What to produce –
Give back every record that follows, exactly as written.

Data listing –

▼

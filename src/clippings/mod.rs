//! Clippings module
//!
//! Reads e-reader annotation exports into validated [`Clipping`]s.
//!
//! # Formats
//!
//! - Plain text (`My Clippings.txt`): notes are matched to highlights by
//!   title, location and date
//! - HTML notebook export: notes follow their highlight directly
//!
//! Either way the result is the list of highlights, each carrying its note.

mod error;
mod html;
mod metadata;
mod notes;
mod split;
mod txt;
mod types;

use std::path::Path;

use serde::Serialize;

pub use error::ParseError;
pub use html::parse_html_clippings;
pub use metadata::{parse_metadata, Metadata};
pub use notes::{attach_adjacent_notes, attach_notes};
pub use split::{group_by_title, split_txt_clippings_by_title, TitleGroup};
pub use txt::parse_txt_clippings;
pub use types::{Clipping, ClippingKind};

/// Highlights read from one export, plus anything worth logging
#[derive(Debug, Clone, Default, Serialize)]
pub struct ClippingSet {
    pub highlights: Vec<Clipping>,
    /// Notes that could not be attached
    pub log: Vec<String>,
}

/// Read and parse a clippings file, choosing the format by extension
pub fn parse_clippings(path: &Path) -> Result<ClippingSet, ParseError> {
    let ext = path
        .extension()
        .and_then(|e| e.to_str())
        .map(|e| e.to_lowercase())
        .unwrap_or_default();

    let parse: fn(&str) -> Result<ClippingSet, ParseError> = match ext.as_str() {
        "txt" => parse_txt_clippings,
        "html" | "htm" => parse_html_clippings,
        _ => return Err(ParseError::UnsupportedFormat(path.display().to_string())),
    };

    let raw = std::fs::read_to_string(path)?;
    let set = parse(&raw)?;
    tracing::info!(
        "Read {} highlights from {}",
        set.highlights.len(),
        path.display()
    );
    Ok(set)
}

#[cfg(test)]
mod tests {
    use super::*;

    #[test]
    fn test_unsupported_extension() {
        let err = parse_clippings(Path::new("notes.pdf")).unwrap_err();
        assert!(matches!(err, ParseError::UnsupportedFormat(_)));
    }

    #[test]
    fn test_dispatch_uppercase_extension() {
        let dir = tempfile::tempdir().unwrap();
        let path = dir.path().join("Dune.TXT");
        std::fs::write(
            &path,
            "Dune\n- Your Highlight | Location 1-2\n\nhello\n==========\n",
        )
        .unwrap();

        let set = parse_clippings(&path).unwrap();
        assert_eq!(set.highlights.len(), 1);
    }
}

▲

Reply to the exercise –
filename src/clippings/mod.rs
//! Clippings module
//!
//! Reads e-reader annotation exports into validated [`Clipping`]s.
//!
//! # Formats
//!
//! - Plain text (`My Clippings.txt`): notes are matched to highlights by
//!   title, location and date
//! - HTML notebook export: notes follow their highlight directly
//!
//! Either way the result is the list of highlights, each carrying its note.

mod error;
mod html;
mod metadata;
mod notes;
mod split;
mod txt;
mod types;

use std::path::Path;

use serde::Serialize;

pub use error::ParseError;
pub use html::parse_html_clippings;
pub use metadata::{parse_metadata, Metadata};
pub use notes::{attach_adjacent_notes, attach_notes};
pub use split::{group_by_title, split_txt_clippings_by_title, TitleGroup};
pub use txt::parse_txt_clippings;
pub use types::{Clipping, ClippingKind};

/// Highlights read from one export, plus anything worth logging
#[derive(Debug, Clone, Default, Serialize)]
pub struct ClippingSet {
    pub highlights: Vec<Clipping>,
    /// Notes that could not be attached
    pub log: Vec<String>,
}

/// Read and parse a clippings file, choosing the format by extension
pub fn parse_clippings(path: &Path) -> Result<ClippingSet, ParseError> {
    let ext = path
        .extension()
        .and_then(|e| e.to_str())
        .map(|e| e.to_lowercase())
        .unwrap_or_default();

    let parse: fn(&str) -> Result<ClippingSet, ParseError> = match ext.as_str() {
        "txt" => parse_txt_clippings,
        "html" | "htm" => parse_html_clippings,
        _ => return Err(ParseError::UnsupportedFormat(path.display().to_string())),
    };

    let raw = std::fs::read_to_string(path)?;
    let set = parse(&raw)?;
    tracing::info!(
        "Read {} highlights from {}",
        set.highlights.len(),
        path.display()
    );
    Ok(set)
}

#[cfg(test)]
mod tests {
    use super::*;

    #[test]
    fn test_unsupported_extension() {
        let err = parse_clippings(Path::new("notes.pdf")).unwrap_err();
        assert!(matches!(err, ParseError::UnsupportedFormat(_)));
    }

    #[test]
    fn test_dispatch_uppercase_extension() {
        let dir = tempfile::tempdir().unwrap();
        let path = dir.path().join("Dune.TXT");
        std::fs::write(
            &path,
            "Dune\n- Your Highlight | Location 1-2\n\nhello\n==========\n",
        )
        .unwrap();

        let set = parse_clippings(&path).unwrap();
        assert_eq!(set.highlights.len(), 1);
    }
}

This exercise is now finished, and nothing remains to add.